Apteki warszawskie w okresie wojny, okupacji i Powstania
2005-08-16

Pharmacies in Warsaw during World War II, German occupation and Warsaw Uprising. Pharmaceutical society participated in all preparations to the war in a very active way. Just before the beginning of the war, Polish General Pharmaceutical Society asked to boycott all German merchandise. On the September 1st, 1939 all Warsaw pharmacies were open. The rules of their functioning were regulated by two orders of Warsaw president Stefan Starzyński, they are dated for the September 1st and 10th, 1939. That time the pharmacies were the first places where the aid was looked for and where casualties were taken after the bombings. Near many pharmacies people organized sanitary and food posts for soldiers and refugees. After the capitulation and the entrance of German troops into Warsaw, works which were supposed to normalize people lives and a try to going back into prewar structures were started. Soon it appeared that pharmacies were very useful in an underground activity.
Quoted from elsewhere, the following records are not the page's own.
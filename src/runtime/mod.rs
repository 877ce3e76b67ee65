//! Inference Runtime Abstraction
//!
//! Defines the InferenceRuntime trait the probe drives, plus the synthetic
//! workload description that validation compiles on each device.

pub mod candle;

#[cfg(test)]
pub(crate) mod fake;

use serde::{Deserialize, Serialize};

use crate::error::RuntimeError;

pub use self::candle::CandleRuntime;

/// Property holding the human readable device name
pub const FULL_DEVICE_NAME: &str = "FULL_DEVICE_NAME";
/// Property holding space separated optimization hints
pub const OPTIMIZATION_CAPABILITIES: &str = "OPTIMIZATION_CAPABILITIES";

/// A minimal fixed-shape f32 pass-through (y = x) used to prove a device
/// can execute
#[derive(Debug, Clone, PartialEq, Eq, Serialize, Deserialize)]
pub struct Workload {
    pub name: String,
    pub shape: Vec<usize>,
}

impl Workload {
    /// Pass-through over a single 3x224x224 image tensor
    pub fn pass_through() -> Self {
        Self {
            name: "test_model".to_string(),
            shape: vec![1, 3, 224, 224],
        }
    }

    pub fn element_count(&self) -> usize {
        self.shape.iter().product()
    }
}

impl Default for Workload {
    fn default() -> Self {
        Self::pass_through()
    }
}

/// A workload compiled for one device
pub trait CompiledWorkload: Send {
    /// Run the workload on a flat input buffer
    fn infer(&self, input: &[f32]) -> Result<Vec<f32>, RuntimeError>;
}

/// The inference runtime query interface - all backends implement this
pub trait InferenceRuntime: Send + Sync {
    /// Runtime name for logging/display
    fn name(&self) -> &str;

    /// Logical device identifiers in runtime order
    fn list_devices(&self) -> Result<Vec<String>, RuntimeError>;

    /// Read a named device property
    fn get_property(&self, device_id: &str, property: &str) -> Result<String, RuntimeError>;

    /// Compile a workload for a device
    fn compile(
        &self,
        workload: &Workload,
        device_id: &str,
    ) -> Result<Box<dyn CompiledWorkload>, RuntimeError>;

    /// Execute a compiled workload
    fn execute(
        &self,
        compiled: &dyn CompiledWorkload,
        input: &[f32],
    ) -> Result<Vec<f32>, RuntimeError> {
        compiled.infer(input)
    }
}
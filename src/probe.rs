//! Probe Session
//!
//! Drives one complete probe: enumerate → classify → validate → assign.
//! Each session starts from an empty device set and shares nothing with
//! earlier sessions.

use std::sync::Arc;

use chrono::{DateTime, Utc};
use serde::{Deserialize, Serialize};
use uuid::Uuid;

use crate::config::ProbeConfig;
use crate::error::{ProbeError, ProbeResult, RuntimeError};
use crate::hardware::bounded::{run_bounded, Bounded};
use crate::hardware::device::{Device, DeviceCategory};
use crate::hardware::{classifier, enumerator, Validator};
use crate::policy::{assign, Assignment, PlanOutcome};
use crate::runtime::InferenceRuntime;

/// Self-contained result of one probe session
#[derive(Debug, Clone, Serialize, Deserialize)]
pub struct ProbeReport {
    pub session_id: Uuid,
    pub started_at: DateTime<Utc>,
    pub runtime: String,
    pub devices: Vec<Device>,
    pub assignments: Vec<Assignment>,
    pub plan: PlanOutcome,
    /// Set when the runtime could not be used at all
    #[serde(skip_serializing_if = "Option::is_none")]
    pub runtime_error: Option<RuntimeError>,
}

impl ProbeReport {
    /// Empty report for a session the runtime could not serve
    pub fn unavailable(
        session_id: Uuid,
        started_at: DateTime<Utc>,
        runtime: &str,
        config: &ProbeConfig,
        error: RuntimeError,
    ) -> Self {
        let assignments = assign(&config.tasks(), &[], config.exclusive_assignment);
        Self {
            session_id,
            started_at,
            runtime: runtime.to_string(),
            plan: PlanOutcome::evaluate(&assignments),
            devices: Vec::new(),
            assignments,
            runtime_error: Some(error),
        }
    }

    pub fn devices_of(&self, category: DeviceCategory) -> impl Iterator<Item = &Device> {
        self.devices.iter().filter(move |d| d.category == category)
    }

    /// Whether some device of the category both enumerated and validated
    pub fn has_validated(&self, category: DeviceCategory) -> bool {
        self.devices_of(category).any(Device::is_validated)
    }
}

/// One probe run against one runtime
pub struct ProbeSession {
    runtime: Arc<dyn InferenceRuntime>,
    config: ProbeConfig,
}

impl ProbeSession {
    pub fn new(runtime: Arc<dyn InferenceRuntime>, config: ProbeConfig) -> Self {
        Self { runtime, config }
    }

    /// Run the session. Only an unusable runtime is an error.
    pub async fn run(&self) -> ProbeResult<ProbeReport> {
        self.run_as(Uuid::new_v4(), Utc::now()).await
    }

    /// Run the session, turning an unusable runtime into an empty report
    /// that keeps the session's id and start time
    pub async fn run_to_report(&self) -> ProbeReport {
        let session_id = Uuid::new_v4();
        let started_at = Utc::now();
        let error = match self.run_as(session_id, started_at).await {
            Ok(report) => return report,
            Err(ProbeError::Runtime(e)) => e,
            Err(other) => RuntimeError::unavailable(other.to_string()),
        };
        ProbeReport::unavailable(
            session_id,
            started_at,
            self.runtime.name(),
            &self.config,
            error,
        )
    }

    async fn run_as(&self, session_id: Uuid, started_at: DateTime<Utc>) -> ProbeResult<ProbeReport> {
        let timeout = self.config.timeout();
        tracing::info!(%session_id, runtime = self.runtime.name(), "Starting probe session");

        let ids = enumerator::enumerate(Arc::clone(&self.runtime), timeout)
            .await
            .map_err(|e| {
                tracing::error!(%session_id, error = %e, "Inference runtime unavailable");
                ProbeError::Runtime(e)
            })?;

        let mut devices = Vec::with_capacity(ids.len());
        for id in ids {
            devices.push(self.describe_bounded(id).await);
        }

        Validator::new(Arc::clone(&self.runtime), timeout)
            .validate_all(&mut devices, self.config.concurrent_validation)
            .await;

        let assignments = assign(
            &self.config.tasks(),
            &devices,
            self.config.exclusive_assignment,
        );
        let plan = PlanOutcome::evaluate(&assignments);
        tracing::info!(
            %session_id,
            devices = devices.len(),
            validated = devices.iter().filter(|d| d.is_validated()).count(),
            ?plan,
            "Probe session complete"
        );

        Ok(ProbeReport {
            session_id,
            started_at,
            runtime: self.runtime.name().to_string(),
            devices,
            assignments,
            plan,
            runtime_error: None,
        })
    }

    /// Classify a device; a hung property query falls back to the identifier
    async fn describe_bounded(&self, id: String) -> Device {
        let runtime = Arc::clone(&self.runtime);
        let lookup_id = id.clone();
        match run_bounded(self.config.timeout(), move || {
            classifier::describe(runtime.as_ref(), &lookup_id)
        })
        .await
        {
            Bounded::Done(device) => device,
            Bounded::TimedOut | Bounded::Aborted(_) => {
                tracing::warn!(device = %id, "Property query did not complete");
                let mut device = Device::new(&id, classifier::classify(&id, None));
                device
                    .diagnostics
                    .push("device properties did not complete in time".to_string());
                device
            }
        }
    }
}
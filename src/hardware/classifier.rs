//! Device Classification
//!
//! Maps runtime device identifiers to categories with a fixed rule table.
//! Rules are checked in order (NPU, GPU, CPU) and the first hit wins, so an
//! identifier carrying both an NPU and a GPU token is an NPU.

use std::collections::BTreeSet;

use crate::hardware::device::{Device, DeviceCategory};
use crate::runtime::{InferenceRuntime, FULL_DEVICE_NAME, OPTIMIZATION_CAPABILITIES};

/// One row of the classification table
#[derive(Debug, Clone, Copy)]
pub struct CategoryRule {
    pub category: DeviceCategory,
    /// Uppercase substrings that select this category
    pub tokens: &'static [&'static str],
}

/// Classification rules in priority order
pub const RULES: &[CategoryRule] = &[
    CategoryRule {
        category: DeviceCategory::Npu,
        tokens: &["NPU", "VPU", "NEURAL", "ACCEL"],
    },
    CategoryRule {
        category: DeviceCategory::Gpu,
        tokens: &["GPU", "CUDA", "METAL", "VULKAN", "OPENCL"],
    },
    CategoryRule {
        category: DeviceCategory::Cpu,
        tokens: &["CPU"],
    },
];

/// First matching rule for a piece of text
fn match_rules(text: &str) -> Option<DeviceCategory> {
    let upper = text.to_uppercase();
    RULES
        .iter()
        .find(|rule| rule.tokens.iter().any(|token| upper.contains(token)))
        .map(|rule| rule.category)
}

/// Classify an identifier, consulting the display name only when the
/// identifier alone is inconclusive
pub fn classify(id: &str, name: Option<&str>) -> DeviceCategory {
    match_rules(id)
        .or_else(|| name.and_then(match_rules))
        .unwrap_or(DeviceCategory::Other)
}

/// Build a Device record, fetching descriptive properties best-effort
pub fn describe(runtime: &dyn InferenceRuntime, id: &str) -> Device {
    let mut diagnostics = Vec::new();

    let name = match runtime.get_property(id, FULL_DEVICE_NAME) {
        Ok(name) if !name.trim().is_empty() => Some(name.trim().to_string()),
        Ok(_) => None,
        Err(e) => {
            tracing::debug!(device = id, error = %e, "Device name unavailable");
            diagnostics.push(e.to_string());
            None
        }
    };

    let capabilities = match runtime.get_property(id, OPTIMIZATION_CAPABILITIES) {
        Ok(raw) => parse_capabilities(&raw),
        Err(e) => {
            tracing::debug!(device = id, error = %e, "Device capabilities unavailable");
            diagnostics.push(e.to_string());
            BTreeSet::new()
        }
    };

    let mut device = Device::new(id, classify(id, name.as_deref()));
    device.name = name;
    device.capabilities = capabilities;
    device.diagnostics = diagnostics;
    device
}

/// Split a capability list on whitespace and commas
fn parse_capabilities(raw: &str) -> BTreeSet<String> {
    raw.split(|c: char| c.is_whitespace() || c == ',')
        .map(|s| s.trim_matches(|c| c == '[' || c == ']' || c == '\'' || c == '"'))
        .filter(|s| !s.is_empty())
        .map(|s| s.to_string())
        .collect()
}

#[cfg(test)]
mod tests {
    use super::*;
    use crate::runtime::fake::{Behavior, FakeRuntime};

    #[test]
    fn test_openvino_style_identifiers() {
        assert_eq!(classify("CPU", None), DeviceCategory::Cpu);
        assert_eq!(classify("GPU.0", None), DeviceCategory::Gpu);
        assert_eq!(classify("GPU.1", None), DeviceCategory::Gpu);
        assert_eq!(classify("NPU", None), DeviceCategory::Npu);
        assert_eq!(classify("HETERO", None), DeviceCategory::Other);
    }

    #[test]
    fn test_matching_is_case_insensitive() {
        assert_eq!(classify("gpu.0", None), DeviceCategory::Gpu);
        assert_eq!(classify("intel-npu", None), DeviceCategory::Npu);
    }

    #[test]
    fn test_npu_wins_over_gpu() {
        assert_eq!(classify("GPU_NPU.0", None), DeviceCategory::Npu);
        assert_eq!(classify("NPU-GPU", None), DeviceCategory::Npu);
    }

    #[test]
    fn test_name_consulted_only_when_id_is_inconclusive() {
        assert_eq!(
            classify("dev0", Some("Intel(R) AI Boost NPU")),
            DeviceCategory::Npu
        );
        assert_eq!(
            classify("CPU", Some("Intel(R) Core(TM) Ultra 7 with Neural engine")),
            DeviceCategory::Cpu
        );
        assert_eq!(classify("dev0", None), DeviceCategory::Other);
    }

    #[test]
    fn test_classification_is_idempotent() {
        for id in ["CPU", "GPU.0", "NPU", "GNA", "GPU.NPU"] {
            let first = classify(id, None);
            for _ in 0..3 {
                assert_eq!(classify(id, None), first);
            }
        }
    }

    #[test]
    fn test_describe_records_missing_properties() {
        let runtime = FakeRuntime::new().device("NPU", Behavior::Works);
        let device = describe(&runtime, "NPU");
        assert_eq!(device.category, DeviceCategory::Npu);
        assert!(device.name.is_none());
        assert!(device.capabilities.is_empty());
        assert_eq!(device.diagnostics.len(), 2);
        assert!(!device.is_validated());
    }

    #[test]
    fn test_describe_parses_capabilities() {
        let runtime = FakeRuntime::new().named(
            "GPU.0",
            "Intel(R) Arc(TM) Graphics (iGPU)",
            "['FP32', 'FP16', 'INT8']",
            Behavior::Works,
        );
        let device = describe(&runtime, "GPU.0");
        assert_eq!(device.name.as_deref(), Some("Intel(R) Arc(TM) Graphics (iGPU)"));
        let caps: Vec<&str> = device.capabilities.iter().map(String::as_str).collect();
        assert_eq!(caps, vec!["FP16", "FP32", "INT8"]);
        assert!(device.diagnostics.is_empty());
    }
}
Many of them became contact mailboxes, chemists gathered and gave funds to buy weapons, they supplied the guerrillas, prisons and concentration camps in medicines. All pharmacies like the city were totally destroyed during or after the downfall of Warsaw Uprising. The pharmacists lost their all goods, belongings and supplies of medicines which were stocked in basements and warehouses. Many of chemists died, and letters of dead and killed for a long time
appeared in press. After the war the pharmacists came back into the ruined city.